Assumir a responsabilidade pelos nossos desejos e pelo futuro, bem como com pelo presente. Sem ver as medicações como obra (apenas) de interesses escusos, entendê-las como úteis em determinadas circunstâncias, mas evita-las sistematicamente. Procurar encontrar soluções para o desabastecimento de grande parcela da população mundial sem o uso fácil de insumos artificiais e alheios aos costumes locais. Não alinhar-se com hegemonias óbvias, apenas porque poderosas, porém não esquecer que aquilo de hegemônico assim se tornou não por obra do acaso. Entender as injunções que criaram um mundo tão injusto, tão hipócrita, tão terrível, mas que nos traz maravilhas que merecem contemplação. Estas são algumas das tarefas que devemos assumir.

Nossa tarefa não é fácil. Estamos sendo convidados a rever o mundo que criamos não mais com o olhar meramente e facilmente crítico depreciativo. É tão fácil derrubar, desconstruir, quando não temos competência para colocar-nos ombro a ombro com o nosso próximo. Por isso nossa tarefa é difícil. Somos nós, os que padecemos de narcisismo, de sedentarismo (ainda que seja uma forma de sedentarismo psíquico que nos faz acreditar em teorias nas quais mais uma vez clivamos o mundo entre pessoas certas e pessoas erradas). Nossos próprios desvios psicológicos e nossas necessidades narcísicas nos fazem condenar aos demais e repetir toda a história da humanidade onde sempre criamos a necessidade de ricos e pobres, líderes e liderados (rigidamente estabelecidos), nobres e plebeus, ortodoxos e heterodoxos, salvadores do mundo e destrutores do mundo, absolutamente bons e absolutamente maus, este partido e aquele partido...

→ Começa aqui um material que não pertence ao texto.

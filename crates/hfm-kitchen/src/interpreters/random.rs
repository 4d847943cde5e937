//! Cooking interpreter that improvises.

use crate::cooking::{CookingInterpreter, Meal, MealChoice};
use crate::ingredient::{Ingredient, PizzaSize};
use crate::pizza::PizzaOrder;
use crate::sandwich::SandwichOrder;
use hfm_engine::InterpreterFailure;
use hfm_types::TryNew;
use parking_lot::Mutex;
use rand::rngs::StdRng;
use rand::seq::SliceRandom;
use rand::{Rng, SeedableRng};
use std::sync::atomic::{AtomicU32, Ordering};
use tracing::{debug, info};

/// Ingredients the chef picks from when no pantry is given.
pub const DEFAULT_PANTRY: &[&str] = &[
    "Cheese",
    "Salt",
    "Ham",
    "Tomato",
    "Lettuce",
    "Mozzarella",
    "Basil",
    "Mushroom",
    "Olive",
];

/// Chooses random meals and hands out ticket numbers.
///
/// A seeded chef makes the same choices for the same sequence of calls.
#[derive(Debug)]
pub struct RandomChef {
    rng: Mutex<StdRng>,
    pantry: Vec<Ingredient>,
    makers: Vec<String>,
    next_ticket: AtomicU32,
}

impl RandomChef {
    /// Chef with a fixed seed.
    #[must_use]
    pub fn seeded(seed: u64) -> Self {
        Self::with_rng(StdRng::seed_from_u64(seed))
    }

    /// Chef seeded from the operating system.
    #[must_use]
    pub fn from_entropy() -> Self {
        Self::with_rng(StdRng::from_entropy())
    }

    fn with_rng(rng: StdRng) -> Self {
        let pantry = DEFAULT_PANTRY
            .iter()
            .filter_map(|name| name.parse().ok())
            .collect();
        Self {
            rng: Mutex::new(rng),
            pantry,
            makers: Vec::new(),
            next_ticket: AtomicU32::new(1),
        }
    }

    /// Named pizza makers the chef may hand a pizza to. With none, pizzas
    /// go to the default pizza binding.
    #[must_use]
    pub fn with_makers<I, S>(mut self, makers: I) -> Self
    where
        I: IntoIterator<Item = S>,
        S: Into<String>,
    {
        self.makers = makers.into_iter().map(Into::into).collect();
        self
    }

    /// Replaces the pantry.
    #[must_use]
    pub fn with_pantry(mut self, pantry: Vec<Ingredient>) -> Self {
        self.pantry = pantry;
        self
    }

    fn pick(&self, rng: &mut StdRng, min: usize, max: usize) -> Vec<Ingredient> {
        let count = rng.gen_range(min..=max).min(self.pantry.len());
        self.pantry.choose_multiple(rng, count).cloned().collect()
    }
}

impl CookingInterpreter for RandomChef {
    fn choose_meal(&self) -> Result<MealChoice, InterpreterFailure> {
        if self.pantry.is_empty() {
            return Err(InterpreterFailure::unavailable("pantry is empty"));
        }
        let mut rng = self.rng.lock();
        let choice = if rng.gen_bool(0.5) {
            let order = SandwichOrder::try_new(self.pick(&mut rng, 1, 4))
                .map_err(|e| InterpreterFailure::failed(e.to_string()))?;
            MealChoice::Sandwich(order)
        } else {
            let size = PizzaSize::ALL
                .choose(&mut *rng)
                .copied()
                .unwrap_or(PizzaSize::Medium);
            let toppings = self.pick(&mut rng, 1, 3);
            let minutes = rng.gen_range(8..=15);
            let order = PizzaOrder::try_new((size, toppings, minutes))
                .map_err(|e| InterpreterFailure::failed(e.to_string()))?;
            let maker = self.makers.choose(&mut *rng).cloned();
            MealChoice::Pizza { maker, order }
        };
        debug!(choice = %choice, "chef improvised");
        Ok(choice)
    }

    fn serve(&self, meal: &Meal) -> Result<u32, InterpreterFailure> {
        let ticket = self.next_ticket.fetch_add(1, Ordering::Relaxed);
        info!(ticket, meal = %meal, "served");
        Ok(ticket)
    }
}
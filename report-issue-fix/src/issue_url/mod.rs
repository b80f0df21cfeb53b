//! Issue URL construction.
//!
//! Builds the URL of a GitHub "new issue" form with the title (and optionally
//! the body) pre-filled from a diagnostic.
//!
//! Query values are percent-encoded per RFC 3986: every byte outside the
//! unreserved set `A-Z a-z 0-9 - . _ ~` becomes `%XX` with uppercase hex.
//! A space is therefore `%20` (never `+`) and `:` is `%3A`.

mod error;
mod report;

pub use error::IssueUrlError;
pub use report::{issue_title, IssueReport};

use percent_encoding::{utf8_percent_encode, AsciiSet, NON_ALPHANUMERIC};
use tracing::debug;
use url::Url;

/// Bytes escaped in query values: everything except RFC 3986 unreserved characters.
pub const QUERY_VALUE_ENCODE_SET: &AsciiSet = &NON_ALPHANUMERIC
    .remove(b'-')
    .remove(b'.')
    .remove(b'_')
    .remove(b'~');

/// Percent-encodes a single query parameter value.
#[must_use]
pub fn encode_query_value(value: &str) -> String {
    utf8_percent_encode(value, QUERY_VALUE_ENCODE_SET).to_string()
}

/// Builds the new-issue URL for a diagnostic.
///
/// # Arguments
///
/// * `repository_base_url` - Issue creation endpoint (e.g. `.../issues/new`)
/// * `diagnostic_id` - Diagnostic identifier
/// * `diagnostic_message` - Rendered diagnostic message
///
/// # Errors
///
/// Returns [`IssueUrlError::InvalidArgument`] if the base URL is empty or is
/// not an `http`/`https` URL. The id and message are never rejected.
pub fn build_issue_url(
    repository_base_url: &str,
    diagnostic_id: &str,
    diagnostic_message: &str,
) -> Result<String, IssueUrlError> {
    let target = IssueTarget::parse(repository_base_url)?;
    Ok(target.issue_url(&IssueReport::new(issue_title(
        diagnostic_id,
        diagnostic_message,
    ))))
}

/// A validated issue creation endpoint.
#[derive(Debug, Clone, PartialEq, Eq)]
pub struct IssueTarget {
    base: String,
    has_query: bool,
}

impl IssueTarget {
    /// Validates a base URL.
    ///
    /// # Errors
    ///
    /// Returns [`IssueUrlError::InvalidArgument`] if the URL is empty, contains
    /// whitespace or control characters, cannot be parsed, uses a scheme other
    /// than `http`/`https`, or has a fragment.
    pub fn parse(base_url: &str) -> Result<Self, IssueUrlError> {
        let base = base_url.trim();
        let invalid = |reason: &str| IssueUrlError::InvalidArgument {
            url: base_url.to_string(),
            reason: reason.to_string(),
        };

        if base.is_empty() {
            return Err(invalid("URL is empty"));
        }
        // `Url::parse` silently escapes or strips these, but the base is emitted verbatim
        if base.chars().any(|c| c.is_whitespace() || c.is_control()) {
            return Err(invalid("URL must not contain whitespace or control characters"));
        }

        let parsed = Url::parse(base).map_err(|e| invalid(&e.to_string()))?;
        if !matches!(parsed.scheme(), "http" | "https") {
            return Err(invalid(&format!(
                "unsupported scheme '{}', expected http or https",
                parsed.scheme()
            )));
        }
        if parsed.fragment().is_some() {
            return Err(invalid("URL must not contain a fragment"));
        }

        Ok(Self {
            base: base.to_string(),
            has_query: parsed.query().is_some(),
        })
    }

    /// Returns the base URL as given (trimmed).
    #[must_use]
    pub fn as_str(&self) -> &str {
        &self.base
    }

    /// Builds the URL that pre-fills a new issue with `report`.
    #[must_use]
    pub fn issue_url(&self, report: &IssueReport) -> String {
        let mut url = self.base.clone();
        if !self.has_query {
            url.push('?');
        } else if !url.ends_with('?') && !url.ends_with('&') {
            url.push('&');
        }

        url.push_str("title=");
        url.push_str(&encode_query_value(&report.title));
        if let Some(body) = &report.body {
            url.push_str("&body=");
            url.push_str(&encode_query_value(body));
        }

        debug!(len = url.len(), "Built issue URL");
        url
    }
}

impl std::fmt::Display for IssueTarget {
    fn fmt(&self, f: &mut std::fmt::Formatter<'_>) -> std::fmt::Result {
        f.write_str(&self.base)
    }
}
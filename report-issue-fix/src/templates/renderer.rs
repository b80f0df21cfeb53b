//! Template renderer.

use crate::diagnostics::Diagnostic;
use crate::issue_url::issue_title;
use handlebars::{no_escape, Handlebars};
use serde_json::{json, Value};

/// Creates a Handlebars registry for issue bodies.
///
/// HTML escaping is off (issue bodies are markdown) and strict mode is on, so
/// a misspelled variable fails instead of rendering empty.
#[must_use]
pub fn create_handlebars_registry() -> Handlebars<'static> {
    let mut hbs = Handlebars::new();
    hbs.register_escape_fn(no_escape);
    hbs.set_strict_mode(true);
    hbs
}

/// Renders issue body templates for diagnostics.
pub struct TemplateRenderer {
    handlebars: Handlebars<'static>,
}

impl Default for TemplateRenderer {
    fn default() -> Self {
        Self::new()
    }
}

impl std::fmt::Debug for TemplateRenderer {
    fn fmt(&self, f: &mut std::fmt::Formatter<'_>) -> std::fmt::Result {
        f.debug_struct("TemplateRenderer").finish_non_exhaustive()
    }
}

impl TemplateRenderer {
    /// Creates a new template renderer.
    #[must_use]
    pub fn new() -> Self {
        Self {
            handlebars: create_handlebars_registry(),
        }
    }

    /// Checks that a template compiles without rendering it.
    ///
    /// # Errors
    ///
    /// Returns [`TemplateError::SyntaxError`] for malformed templates.
    pub fn check(&self, template: &str) -> Result<(), super::TemplateError> {
        handlebars::Template::compile(template)?;
        Ok(())
    }

    /// Renders an issue body for a diagnostic.
    ///
    /// # Errors
    ///
    /// Returns an error if the template is malformed or references an
    /// unknown variable.
    pub fn render_issue_body(
        &self,
        template: &str,
        diagnostic: &Diagnostic,
    ) -> Result<String, super::TemplateError> {
        let data = json!({
            "id": diagnostic.id,
            "message": diagnostic.message,
            "title": issue_title(&diagnostic.id, &diagnostic.message),
            "span_start": diagnostic.span.start,
            "span_length": diagnostic.span.length,
            "span_end": diagnostic.span.end(),
        });

        self.render_template(template, &data)
    }

    fn render_template(&self, template: &str, data: &Value) -> Result<String, super::TemplateError> {
        Ok(self.handlebars.render_template(template, data)?)
    }
}

#[cfg(test)]
mod tests {
    use super::*;
    use crate::diagnostics::SourceSpan;

    fn sample_diagnostic() -> Diagnostic {
        Diagnostic::new("PC001", "Avoid Process.Start").with_span(SourceSpan::new(120, 13))
    }

    #[test]
    fn can_render_body() {
        let renderer = TemplateRenderer::new();
        let body = renderer
            .render_issue_body(
                "{{title}} ({{span_start}}..{{span_end}}, {{span_length}} chars)",
                &sample_diagnostic(),
            )
            .unwrap();

        assert_eq!(body, "PC001: Avoid Process.Start (120..133, 13 chars)");
    }

    #[test]
    fn can_render_builtin_conditionals() {
        let renderer = TemplateRenderer::new();
        let template = "{{#if span_length}}at {{span_start}}{{else}}no location{{/if}}";

        let body = renderer
            .render_issue_body(template, &sample_diagnostic())
            .unwrap();
        assert_eq!(body, "at 120");

        let body = renderer
            .render_issue_body(template, &Diagnostic::new("PC002", "x"))
            .unwrap();
        assert_eq!(body, "no location");
    }

    #[test]
    fn no_html_escaping() {
        let renderer = TemplateRenderer::new();
        let diagnostic = Diagnostic::new("DE0001", "Use <T> & \"quotes\"");

        let body = renderer.render_issue_body("{{message}}", &diagnostic).unwrap();
        assert_eq!(body, "Use <T> & \"quotes\"");
    }

    #[test]
    fn strict_mode_rejects_unknown_variables() {
        let renderer = TemplateRenderer::new();
        let result = renderer.render_issue_body("{{file_name}}", &sample_diagnostic());
        assert!(matches!(result, Err(crate::templates::TemplateError::RenderError(_))));
    }

    #[test]
    fn check_rejects_malformed_template() {
        let renderer = TemplateRenderer::new();
        assert!(renderer.check("{{#if id}}unclosed").is_err());
        assert!(renderer.check("{{id}}").is_ok());
    }
}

Talvez esta globalização que estamos vivendo, com tudo de absurdo que há nela, seja enfim uma oportunidade de viver como se vivia na aldeia, um convite a sairmos do conforto umbilical de estar certo das nossas certezas. A chance de desfrutar prazerosamente do ato de viver a satisfação dos nossos desejos naturais e até alguns a mais, atendendo também ao desejo de que as gerações futuras possam desfrutar do mesmo prazer de cuidar do mundo.
Povoado do Vale do Capão, em 16/9/12, Aureo Augusto.

2 comentários:

  1. Grande discurso! (Não me refiro à extensão, rerrerré!).
    Primeiro que a filosofia de Eoicuro é largamente mal entendida (ou mesmo deturpada).
    Dizem: "O que importa é o prazer. Comer, beber, dormir e fornicar, o mundo que se... exploda!".
    Pois é, não é3 nada disso.
    Segundo, porque somos induzidos a pensar homogeneamente, tudo igualzinho, "Admirável mundo novo", pisou na risca: tá fora!
    E a principal ferramenta desse sistema é a propaganda. Não falo só da propaganda comercial, aquela que entra em sua casa, lhe agarra o pescoço, e diz: "Compre, compre, compre!", mas o conjunto que se chama ordinariamente de "informação". Esta incorpora o pensamento de Hitler (de Hitler, não de seu ministro. Já consta no "Mein Kampf", de 1934): Mentiras muito repetidas, parecem verdades.
    Como agora, depois da condenação pelo SBF - Supremo Bacanal Federal - dos réus de um "mensalão" que, provavelmente, não existiu.
    Creio que este (a propaganda) é o nosso grande inimigo, e dele devemos nos defender e proteger.
    _Abraço.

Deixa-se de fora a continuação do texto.